** DATA FOR THIS EXERCISE follows **
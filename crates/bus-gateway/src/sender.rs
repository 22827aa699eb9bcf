//! # Message Sender
//!
//! Publishes typed payloads to one topic through a lazily created broker
//! sender.
//!
//! ## Failure Handling
//!
//! - Empty tenant or correlation id: rejected before touching the broker
//! - Authentication failure: logged (rate-limited), retry budget decremented.
//!   Once the budget is spent the sender is dropped so the next call connects
//!   afresh, and the budget resets
//! - Any other broker failure: logged (rate-limited) and swallowed
//!
//! Broker failures never surface as `Err`; the returned [`SendStatus`] tells
//! callers whether the broker accepted the envelope.

use crate::codec::{self, BusMessage, CONTENT_TYPE};
use crate::config::GatewayConfig;
use crate::connection::ConnectionCell;
use crate::envelope::Envelope;
use crate::error::{BrokerError, FaultKind, SendError};
use crate::rate_limiter::{RateLimiter, SharedRateLimiter};
use crate::shutdown::ShutdownSignal;
use crate::transport::{BrokerClient, TopicSender};
use std::sync::atomic::{AtomicI64, Ordering};
use std::sync::Arc;
use tracing::{debug, error, info, warn};

/// Outcome of a publish attempt.
#[derive(Debug, Clone, Copy, PartialEq, Eq)]
pub enum SendStatus {
    /// The broker accepted the envelope.
    Accepted,
    /// The envelope was not published; the failure has been logged.
    Dropped,
}

/// Producer for one topic.
pub struct MessageSender {
    broker: Arc<dyn BrokerClient>,
    topic: String,
    sender: ConnectionCell<dyn TopicSender>,
    /// Remaining auth failures before the sender is recreated.
    auth_budget: AtomicI64,
    auth_budget_reset: i64,
    error_log: SharedRateLimiter,
}

impl MessageSender {
    /// Create a sender for `topic` with the given auth retry budget.
    #[must_use]
    pub fn new(broker: Arc<dyn BrokerClient>, topic: impl Into<String>, auth_retry_budget: i64) -> Self {
        Self {
            broker,
            topic: topic.into(),
            sender: ConnectionCell::new(),
            auth_budget: AtomicI64::new(auth_retry_budget),
            auth_budget_reset: auth_retry_budget,
            error_log: SharedRateLimiter::new(RateLimiter::new()),
        }
    }

    /// Create a sender for the configured (template-expanded) topic.
    #[must_use]
    pub fn from_config(broker: Arc<dyn BrokerClient>, config: &GatewayConfig) -> Self {
        let mut sender = Self::new(broker, config.resolved_topic(), config.auth_retry_budget);
        sender.error_log = SharedRateLimiter::new(RateLimiter::with_config(
            config.error_log_window,
            config.error_log_capacity,
        ));
        sender
    }

    /// Publish `payload` for `tenant_id`.
    ///
    /// The correlation id doubles as the broker message id.
    ///
    /// # Errors
    ///
    /// - `SendError::InvalidArgument` - empty tenant or correlation id
    /// - `SendError::Codec` - the payload could not be serialized
    pub async fn send<T: BusMessage>(
        &self,
        payload: &T,
        tenant_id: &str,
        correlation_id: &str,
    ) -> Result<SendStatus, SendError> {
        let envelope = Self::build_envelope(payload, tenant_id, correlation_id)?;
        Ok(self.publish(envelope).await)
    }

    /// [`MessageSender::send`] that gives up once `signal` fires.
    ///
    /// # Errors
    ///
    /// Same as [`MessageSender::send`].
    pub async fn send_cancellable<T: BusMessage>(
        &self,
        payload: &T,
        tenant_id: &str,
        correlation_id: &str,
        signal: &ShutdownSignal,
    ) -> Result<SendStatus, SendError> {
        let envelope = Self::build_envelope(payload, tenant_id, correlation_id)?;
        if signal.is_cancelled() {
            debug!(correlation_id, "Send skipped, shutdown requested");
            return Ok(SendStatus::Dropped);
        }

        tokio::select! {
            status = self.publish(envelope) => Ok(status),
            _ = signal.cancelled() => {
                debug!(correlation_id, "Send cancelled");
                Ok(SendStatus::Dropped)
            }
        }
    }

    /// Identity of the live broker sender, if one has been created.
    pub async fn current_sender_id(&self) -> Option<u64> {
        self.sender.current().await.map(|s| s.id())
    }

    /// Auth failures left before the sender is recreated.
    #[must_use]
    pub fn auth_budget_remaining(&self) -> i64 {
        self.auth_budget.load(Ordering::Acquire)
    }

    #[must_use]
    pub fn topic(&self) -> &str {
        &self.topic
    }

    /// Release the broker sender. A later send reconnects.
    pub async fn close(&self) {
        if let Some(sender) = self.sender.invalidate().await {
            sender.close().await;
            debug!(topic = %self.topic, sender_id = sender.id(), "Sender closed");
        }
    }

    fn build_envelope<T: BusMessage>(
        payload: &T,
        tenant_id: &str,
        correlation_id: &str,
    ) -> Result<Envelope, SendError> {
        if tenant_id.is_empty() {
            return Err(SendError::InvalidArgument("tenant_id must not be empty"));
        }
        if correlation_id.is_empty() {
            return Err(SendError::InvalidArgument("correlation_id must not be empty"));
        }

        let body = codec::encode(payload)?;
        Ok(Envelope::new(
            body,
            T::TYPE_NAME,
            tenant_id,
            correlation_id,
            CONTENT_TYPE,
        ))
    }

    async fn publish(&self, envelope: Envelope) -> SendStatus {
        let correlation_id = envelope.correlation_id.clone();

        let sender = match self
            .sender
            .get_or_create(|| self.broker.create_sender(&self.topic))
            .await
        {
            Ok(sender) => sender,
            Err(e) => {
                self.on_failure(&e, &correlation_id).await;
                return SendStatus::Dropped;
            }
        };

        match sender.send(envelope).await {
            Ok(()) => {
                self.auth_budget
                    .store(self.auth_budget_reset, Ordering::Release);
                debug!(
                    topic = %self.topic,
                    correlation_id = %correlation_id,
                    sender_id = sender.id(),
                    "Message sent"
                );
                SendStatus::Accepted
            }
            Err(e) => {
                self.on_failure(&e, &correlation_id).await;
                SendStatus::Dropped
            }
        }
    }

    async fn on_failure(&self, error: &BrokerError, correlation_id: &str) {
        let key = format!("{}:{}", self.topic, error.type_name());

        match error.kind() {
            FaultKind::Authentication => {
                self.error_log.limit(&key, || {
                    warn!(
                        topic = %self.topic,
                        correlation_id,
                        error = %error,
                        "Send rejected: authentication failed"
                    );
                });
                self.spend_auth_budget().await;
            }
            FaultKind::Connection | FaultKind::Unclassified => {
                self.error_log.limit(&key, || {
                    error!(
                        topic = %self.topic,
                        correlation_id,
                        error = %error,
                        "Send failed, message dropped"
                    );
                });
            }
        }
    }

    async fn spend_auth_budget(&self) {
        let remaining = self.auth_budget.fetch_sub(1, Ordering::AcqRel) - 1;
        if remaining >= 0 {
            return;
        }

        self.auth_budget
            .store(self.auth_budget_reset, Ordering::Release);
        if let Some(stale) = self.sender.invalidate().await {
            info!(
                topic = %self.topic,
                sender_id = stale.id(),
                "Auth retry budget spent, sender will be recreated"
            );
            stale.close().await;
        }
    }
}
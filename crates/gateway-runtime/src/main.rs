//! # Gateway Runtime
//!
//! Process entry point for a single gateway instance.
//!
//! ## Startup Sequence
//!
//! 1. Initialize telemetry
//! 2. Load gateway configuration from the environment
//! 3. Provision the broker subscription
//! 4. Start the processor and the work queue consumer
//! 5. Run until Ctrl+C, then shut down gracefully

use std::sync::Arc;

use anyhow::{Context, Result};
use bus_gateway::{ExecutionRequest, GatewayConfig, InMemoryBroker, ProgressStatus};
use bus_telemetry::{init_telemetry, TelemetryConfig};
use gateway_runtime::{GatewayRuntime, SERVICE_NAME, SERVICE_VERSION};
use tokio::sync::mpsc;
use tracing::{info, warn};

/// Consume queued work, reporting progress back to the requesting tenant.
async fn run_worker(runtime: Arc<GatewayRuntime>, mut work: mpsc::Receiver<ExecutionRequest>) {
    while let Some(request) = work.recv().await {
        let notifier = runtime.notifier(&request.tenant_id);
        info!(
            correlation_id = %request.id,
            tenant_id = %request.tenant_id,
            command = ?request.command,
            "Executing request"
        );

        for (status, percentage, message) in [
            (ProgressStatus::InProgress, 0.0, "Started"),
            (ProgressStatus::Completed, 1.0, "Completed"),
        ] {
            if let Err(e) = notifier
                .send_progress(&request.progress_id, status, percentage, message)
                .await
            {
                warn!(correlation_id = %request.id, error = %e, "Progress notification not sent");
            }
        }
    }
}

#[tokio::main]
async fn main() -> Result<()> {
    let _telemetry = init_telemetry(TelemetryConfig::for_service(SERVICE_NAME, SERVICE_VERSION))
        .context("Failed to initialize telemetry")?;

    let config = GatewayConfig::from_env().context("Invalid gateway configuration")?;

    let broker = InMemoryBroker::new(config.namespace.clone());
    broker.create_subscription(&config.resolved_topic(), &config.resolved_subscription());

    let runtime = Arc::new(GatewayRuntime::new(config, Arc::new(broker))?);
    runtime.start()?;

    let worker = runtime
        .take_work_queue()
        .map(|work| tokio::spawn(run_worker(Arc::clone(&runtime), work)));

    info!("Gateway is running. Press Ctrl+C to stop.");
    tokio::signal::ctrl_c()
        .await
        .context("Failed to listen for Ctrl+C")?;

    runtime.shutdown().await;
    if let Some(worker) = worker {
        worker.abort();
    }

    Ok(())
}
** End of DATA FOR THIS EXERCISE **
● TASK BRIEF: Copy out, from the data above, every line holding the word "Result".

● SOLUTION FOR THIS PROBLEM:
    ) -> Result<SendStatus, SendError> {
    ) -> Result<SendStatus, SendError> {
    ) -> Result<Envelope, SendError> {
use anyhow::{Context, Result};
async fn main() -> Result<()> {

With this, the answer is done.